Middlesex District Attorney Martha Coakley said yesterday that Neil Entwistle, 27, an unemployed computer technician, is being sought for questioning in the shootings of Rachel Entwistle, 27, and their daughter, Lillian.

The apparent homicides, the first in this rural town in more than a decade, do not appear to have been random, said Coakley, who declined to call Neil Entwistle a suspect.

''As we always look at family and friends, he is a person of interest to us," Coakley said.

The bodies were found at 6:30 p.m. Sunday when police entered the five-bedroom Colonial-style residence on Cubs Path, a wooded cul-de-sac, to check on the family. The doors were locked, and there were no signs of forced entry, police said.

Relatives and friends had gone to the house Saturday for a dinner party, received no answer when they knocked, and alerted police the next day. ''We can speculate that, as of Saturday, they were probably dead when people showed up at the home," Coakley said during an afternoon press conference.

Police initially believed that the pair might have died from carbon monoxide poisoning, because officers did not immediately find any signs of foul play. ''There was very little blood," Coakley said.

However, when the medical examiner arrived to remove the bodies, wounds were discovered from a single, small-caliber bullet that apparently had passed through the torsos of both victims. Autopsy results are expected today, police said.
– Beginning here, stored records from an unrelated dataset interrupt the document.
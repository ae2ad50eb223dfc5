// Session endpoints for authenticated principals.

use axum::extract::State;
use axum::http::{header, StatusCode};
use axum::response::{AppendHeaders, IntoResponse};
use axum::{Extension, Json};
use serde::Deserialize;
use serde_json::json;

use super::super::session_response;
use crate::auth::{cookie, AuthContext, RequestMeta};
use crate::config;
use crate::error::ApiError;
use crate::middleware::ApiResponse;
use crate::state::AppState;

#[derive(Debug, Deserialize)]
pub struct SwitchRoleRequest {
    pub role: String,
}

/// GET /api/auth/whoami - Current principal as asserted by the session token
///
/// Authentication-only: any valid identity passes. The view is
/// claims-derived, so it reflects the token, not later server-side changes.
pub async fn whoami(Extension(ctx): Extension<AuthContext>) -> ApiResponse<serde_json::Value> {
    ApiResponse::success(json!({
        "user": {
            "id": ctx.user_id,
            "email": ctx.email,
            "name": ctx.name,
            "role": ctx.active_role,
            "roles": ctx.granted_roles,
            "intelligenceLevel": ctx.level,
        },
        "permissions": ctx.effective_sorted(),
    }))
}

/// POST /api/auth/role - Switch the active role
///
/// Constrained to roles already granted; re-issues the session token so the
/// new active role is reflected immediately.
pub async fn switch_role(
    State(state): State<AppState>,
    Extension(ctx): Extension<AuthContext>,
    Extension(meta): Extension<RequestMeta>,
    Json(payload): Json<SwitchRoleRequest>,
) -> Result<impl IntoResponse, ApiError> {
    let outcome = state.switcher.switch(&ctx, &payload.role, &meta).await?;
    let expires_in = state.engine.codec().expires_in();
    Ok(session_response(
        StatusCode::OK,
        outcome.token,
        outcome.user.view(),
        expires_in,
    ))
}

/// DELETE /api/auth/session - Logout
///
/// Stateless tokens cannot be revoked; logout clears the cookie so the
/// client stops presenting it.
pub async fn logout() -> impl IntoResponse {
    let cookie = cookie::clear_session_cookie(&config::config().security);
    (
        StatusCode::NO_CONTENT,
        AppendHeaders([(header::SET_COOKIE, cookie)]),
    )
}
Police are tracking leads in their search for Neil Entwistle, who they said has been traveling since Friday and might be driving a BMW, Coakley said. Relatives told police they last spoke with Rachel Entwistle on Thursday.

The Entwistles moved to Hopkinton, where they signed a short-term lease, from Southeastern Massachusetts, police said. A person who answered the door at the home of Rachel's mother, Priscilla Matterazzo, in Carver declined to answer questions about the slayings.

Rachel Entwistle, who attended Silver Lake Regional High School in Kingston, was a 2001 graduate of the College of the Holy Cross in Worcester. She met her future husband when she spent her junior year in college in England, according to the mother of a close friend of Rachel. The couple married in August 2003, had Lillian in April 2005, and baptized her last month, said the woman, who asked not to be named because she said she wanted to respect the victim's family.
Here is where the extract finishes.